#### [WHAT IS REQUIRED]
Your answer should be the lines from the start of the records through the line with "in an input queue of", copied word for word.
[[ RECORDS PROVIDED, beginning ]]
use crate::error::{FrameError, Result};
use crate::marker::MARKER_LEN;
use crate::queue::DEFAULT_DECODE_QUEUE_CAPACITY;

/// Default distance past the first marker after which the search for a
/// second marker is abandoned.
pub const DEFAULT_MAX_CHECK_SIZE: usize = 1000;

/// Frame synchronizer configuration.
#[derive(Debug, Clone, Copy, PartialEq, Eq)]
pub struct SyncConfig {
    /// Bytes scanned past a first marker before giving up and resynchronizing.
    /// Bounds the largest frame body that can be accepted.
    pub max_check_size: usize,
    /// Payloads buffered between synchronizer and decoder.
    pub decode_queue_capacity: usize,
}

impl SyncConfig {
    /// Check that the values can drive a synchronizer.
    pub fn validate(&self) -> Result<()> {
        if self.max_check_size < MARKER_LEN {
            return Err(FrameError::InvalidConfig(format!(
                "max_check_size must be at least {MARKER_LEN}, got {}",
                self.max_check_size
            )));
        }
        if self.decode_queue_capacity == 0 {
            return Err(FrameError::InvalidConfig(
                "decode_queue_capacity must be greater than zero".to_string(),
            ));
        }
        Ok(())
    }

    /// [`validate`](Self::validate), then check that a whole search window
    /// (both markers plus `max_check_size` bytes) fits in an input queue of
    /// `input_capacity` bytes. A larger window would be lost to overruns
    /// before it could stall.
    pub fn validate_for_capacity(&self, input_capacity: usize) -> Result<()> {
        self.validate()?;
        let window = self.max_check_size.saturating_add(2 * MARKER_LEN);
        if window > input_capacity {
            return Err(FrameError::InvalidConfig(format!(
                "max_check_size {} needs an input queue of at least {window} bytes, capacity is {input_capacity}",
                self.max_check_size
            )));
        }
        Ok(())
    }
}

impl Default for SyncConfig {
    fn default() -> Self {
        Self {
            max_check_size: DEFAULT_MAX_CHECK_SIZE,
            decode_queue_capacity: DEFAULT_DECODE_QUEUE_CAPACITY,
        }
    }
}
use std::ops::AddAssign;

use tlmsync_decode::{DecodeReport, DecodeTable, RecordDecoder, TelemetrySink};
use tlmsync_frame::{FrameError, FrameSynchronizer, SyncConfig, SyncStats};
use tlmsync_transport::InputQueue;
use tracing::debug;

/// What one [`Pipeline::tick`] did.
#[derive(Debug, Clone, Copy, Default, PartialEq, Eq)]
pub struct TickReport {
    pub sync: SyncStats,
    pub decode: DecodeReport,
}

impl AddAssign for TickReport {
    fn add_assign(&mut self, rhs: Self) {
        self.sync += rhs.sync;
        self.decode += rhs.decode;
    }
}

/// One independent stream: a frame synchronizer feeding a record decoder.
///
/// Pipelines share nothing, so several links can be decoded side by side.
#[derive(Debug)]
pub struct Pipeline {
    sync: FrameSynchronizer,
    decoder: RecordDecoder,
}

impl Pipeline {
    /// A pipeline over a fresh input queue with default sync settings.
    pub fn new(table: DecodeTable) -> Self {
        Self {
            sync: FrameSynchronizer::new(InputQueue::new()),
            decoder: RecordDecoder::new(table),
        }
    }

    /// A pipeline over an existing input queue with explicit sync settings.
    pub fn with_config(
        input: InputQueue,
        config: SyncConfig,
        table: DecodeTable,
    ) -> Result<Self, FrameError> {
        Ok(Self {
            sync: FrameSynchronizer::with_config(input, config)?,
            decoder: RecordDecoder::new(table),
        })
    }

    /// Producer-side handle; clone it into the reader.
    pub fn input(&self) -> InputQueue {
        self.sync.input().clone()
    }

    /// Run the synchronizer over buffered input, then decode every queued payload.
    pub fn tick<S>(&mut self, sink: &mut S) -> TickReport
    where
        S: TelemetrySink + ?Sized,
    {
        let sync = self.sync.run();
        let decode = self.decoder.drain(self.sync.decode_queue_mut(), sink);
        if sync.frames > 0 || sync.misaligned > 0 || sync.stalls > 0 {
            debug!(
                frames = sync.frames,
                misaligned = sync.misaligned,
                stalls = sync.stalls,
                emitted = decode.emitted,
                "tick"
            );
        }
        TickReport { sync, decode }
    }

    /// Append `bytes` to the input queue and tick.
    ///
    /// Input larger than the queue's free space is pushed in pieces with a
    /// tick after each, so nothing fed here is evicted before it is scanned.
    /// The returned report covers every tick.
    pub fn feed<S>(&mut self, mut bytes: &[u8], sink: &mut S) -> TickReport
    where
        S: TelemetrySink + ?Sized,
    {
        let input = self.input();
        let mut report = TickReport::default();
        loop {
            // A queue still full after a tick holds an unfinished frame
            // wider than the queue; it is lost either way.
            let room = match input.capacity().saturating_sub(input.len()) {
                0 => input.capacity(),
                room => room,
            };
            let (now, rest) = bytes.split_at(room.min(bytes.len()));
            input.extend(now);
            report += self.tick(sink);
            bytes = rest;
            if bytes.is_empty() {
                return report;
            }
        }
    }

    pub fn synchronizer(&self) -> &FrameSynchronizer {
        &self.sync
    }

    pub fn decoder(&self) -> &RecordDecoder {
        &self.decoder
    }

    /// Counters accumulated over every tick.
    pub fn totals(&self) -> TickReport {
        TickReport {
            sync: self.sync.stats(),
            decode: self.decoder.totals(),
        }
    }
}

#[cfg(test)]
mod tests {
    use std::io::Cursor;

    use bytes::BytesMut;
    use tlmsync_decode::{LatestReadings, Reading, ReadingValue};
    use tlmsync_frame::{encode_frame, encode_stream, RecordSpec, MARKER};
    use tlmsync_transport::StreamPump;

    use super::*;

    fn wire(frames: &[&[RecordSpec]]) -> Vec<u8> {
        let mut buf = BytesMut::new();
        encode_stream(frames, &mut buf).unwrap();
        buf.to_vec()
    }

    #[test]
    fn bytes_to_readings() {
        let mut pipeline = Pipeline::new(DecodeTable::builtin());
        let mut readings = Vec::new();

        let report = pipeline.feed(
            &wire(&[&[RecordSpec::float(0, 1, 0, 3.7), RecordSpec::float(0, 1, 1, 4.1)]]),
            &mut readings,
        );

        assert_eq!(report.sync.frames, 1);
        assert_eq!(report.decode.emitted, 2);
        assert_eq!(
            readings,
            vec![
                Reading::new("battery_1_voltage", ReadingValue::Text("3.7v".into())),
                Reading::new("battery_2_voltage", ReadingValue::Text("4.1v".into())),
            ]
        );
    }

    #[test]
    fn corrupt_frame_does_not_stop_stream() {
        let mut bytes = wire(&[&[RecordSpec::float(0, 1, 0, 1.0)]]);
        // Misaligned frame: seven stray bytes, then a marker.
        bytes.extend_from_slice(&[0x01; 7]);
        bytes.extend_from_slice(&MARKER);
        let mut tail = BytesMut::new();
        encode_frame(&[RecordSpec::float(0, 1, 0, 2.0)], &mut tail).unwrap();
        // The tail's leading marker directly follows the previous one.
        bytes.extend_from_slice(&tail[MARKER.len()..]);

        let mut pipeline = Pipeline::new(DecodeTable::builtin());
        let mut latest = LatestReadings::new();
        let report = pipeline.feed(&bytes, &mut latest);

        assert_eq!(report.sync.frames, 2);
        assert_eq!(report.sync.misaligned, 1);
        assert_eq!(latest.get("battery_1_voltage"), Some(&ReadingValue::Text("2.0v".into())));
        assert_eq!(latest.updates("battery_1_voltage"), 2);
    }

    #[test]
    fn byte_at_a_time_matches_bulk() {
        let bytes = wire(&[
            &[RecordSpec::float(0, 1, 0, 3.3)],
            &[RecordSpec::float(0, 1, 1, 3.4), RecordSpec::float(0, 9, 9, 0.0)],
            &[RecordSpec::float(0, 1, 0, 3.5)],
        ]);

        let mut bulk = Pipeline::new(DecodeTable::builtin());
        let mut expected = Vec::new();
        bulk.feed(&bytes, &mut expected);

        let mut slow = Pipeline::new(DecodeTable::builtin());
        let mut actual = Vec::new();
        for byte in &bytes {
            slow.feed(std::slice::from_ref(byte), &mut actual);
        }

        assert_eq!(expected.len(), 3);
        assert_eq!(actual, expected);
    }

    #[test]
    fn independent_pipelines() {
        let mut a = Pipeline::new(DecodeTable::builtin());
        let mut b = Pipeline::new(DecodeTable::builtin());
        let bytes = wire(&[&[RecordSpec::float(0, 1, 0, 1.0)]]);

        let mut sink_a = Vec::new();
        let mut sink_b = Vec::new();
        a.feed(&bytes, &mut sink_a);
        b.feed(&bytes[..15], &mut sink_b);

        assert_eq!(sink_a.len(), 1);
        assert!(sink_b.is_empty());
        assert_eq!(a.totals().sync.frames, 1);
        assert_eq!(b.totals().sync.frames, 0);
    }

    #[test]
    fn pumped_from_reader_thread() {
        let frames: Vec<[RecordSpec; 1]> = (0..50)
            .map(|i| [RecordSpec::float(0, 1, 0, i as f32)])
            .collect();
        let refs: Vec<&[RecordSpec]> = frames.iter().map(|f| f.as_slice()).collect();
        let bytes = wire(&refs);

        let mut pipeline = Pipeline::new(DecodeTable::builtin());
        let handle = StreamPump::spawn(Cursor::new(bytes), pipeline.input()).unwrap();
        assert_eq!(handle.join().unwrap().unwrap(), (50 * 20 + 10) as u64);

        let mut latest = LatestReadings::new();
        pipeline.tick(&mut latest);
        assert_eq!(latest.updates("battery_1_voltage"), 50);
        assert_eq!(latest.get("battery_1_voltage"), Some(&ReadingValue::Text("49.0v".into())));
    }

    #[test]
    fn feed_larger_than_input_queue_loses_nothing() {
        let frames: Vec<[RecordSpec; 1]> = (0..1000)
            .map(|i| [RecordSpec::float(0, 1, (i % 2) as u8, i as f32)])
            .collect();
        let refs: Vec<&[RecordSpec]> = frames.iter().map(|f| f.as_slice()).collect();
        let bytes = wire(&refs);
        assert!(bytes.len() > InputQueue::new().capacity());

        let mut pipeline = Pipeline::new(DecodeTable::builtin());
        let mut readings = Vec::new();
        let report = pipeline.feed(&bytes, &mut readings);

        assert_eq!(readings.len(), 1000);
        assert_eq!(report.sync.frames, 1000);
        assert_eq!(report.sync.overruns, 0);
        assert_eq!(report.decode.emitted, 1000);
        assert_eq!(readings[999].value, ReadingValue::Text("999.0v".into()));
        assert_eq!(pipeline.input().evicted(), 0);
    }

    #[test]
    fn invalid_config_is_rejected() {
        let config = SyncConfig {
            max_check_size: 1,
            ..SyncConfig::default()
        };
        let result = Pipeline::with_config(InputQueue::new(), config, DecodeTable::new());
        assert!(matches!(result, Err(FrameError::InvalidConfig(_))));
    }
}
[[ RECORDS PROVIDED, end ]]
#### [ANSWER BOX]
use crate::error::{FrameError, Result};
use crate::marker::MARKER_LEN;
use crate::queue::DEFAULT_DECODE_QUEUE_CAPACITY;

/// Default distance past the first marker after which the search for a
/// second marker is abandoned.
pub const DEFAULT_MAX_CHECK_SIZE: usize = 1000;

/// Frame synchronizer configuration.
#[derive(Debug, Clone, Copy, PartialEq, Eq)]
pub struct SyncConfig {
    /// Bytes scanned past a first marker before giving up and resynchronizing.
    /// Bounds the largest frame body that can be accepted.
    pub max_check_size: usize,
    /// Payloads buffered between synchronizer and decoder.
    pub decode_queue_capacity: usize,
}

impl SyncConfig {
    /// Check that the values can drive a synchronizer.
    pub fn validate(&self) -> Result<()> {
        if self.max_check_size < MARKER_LEN {
            return Err(FrameError::InvalidConfig(format!(
                "max_check_size must be at least {MARKER_LEN}, got {}",
                self.max_check_size
            )));
        }
        if self.decode_queue_capacity == 0 {
            return Err(FrameError::InvalidConfig(
                "decode_queue_capacity must be greater than zero".to_string(),
            ));
        }
        Ok(())
    }

    /// [`validate`](Self::validate), then check that a whole search window
    /// (both markers plus `max_check_size` bytes) fits in an input queue of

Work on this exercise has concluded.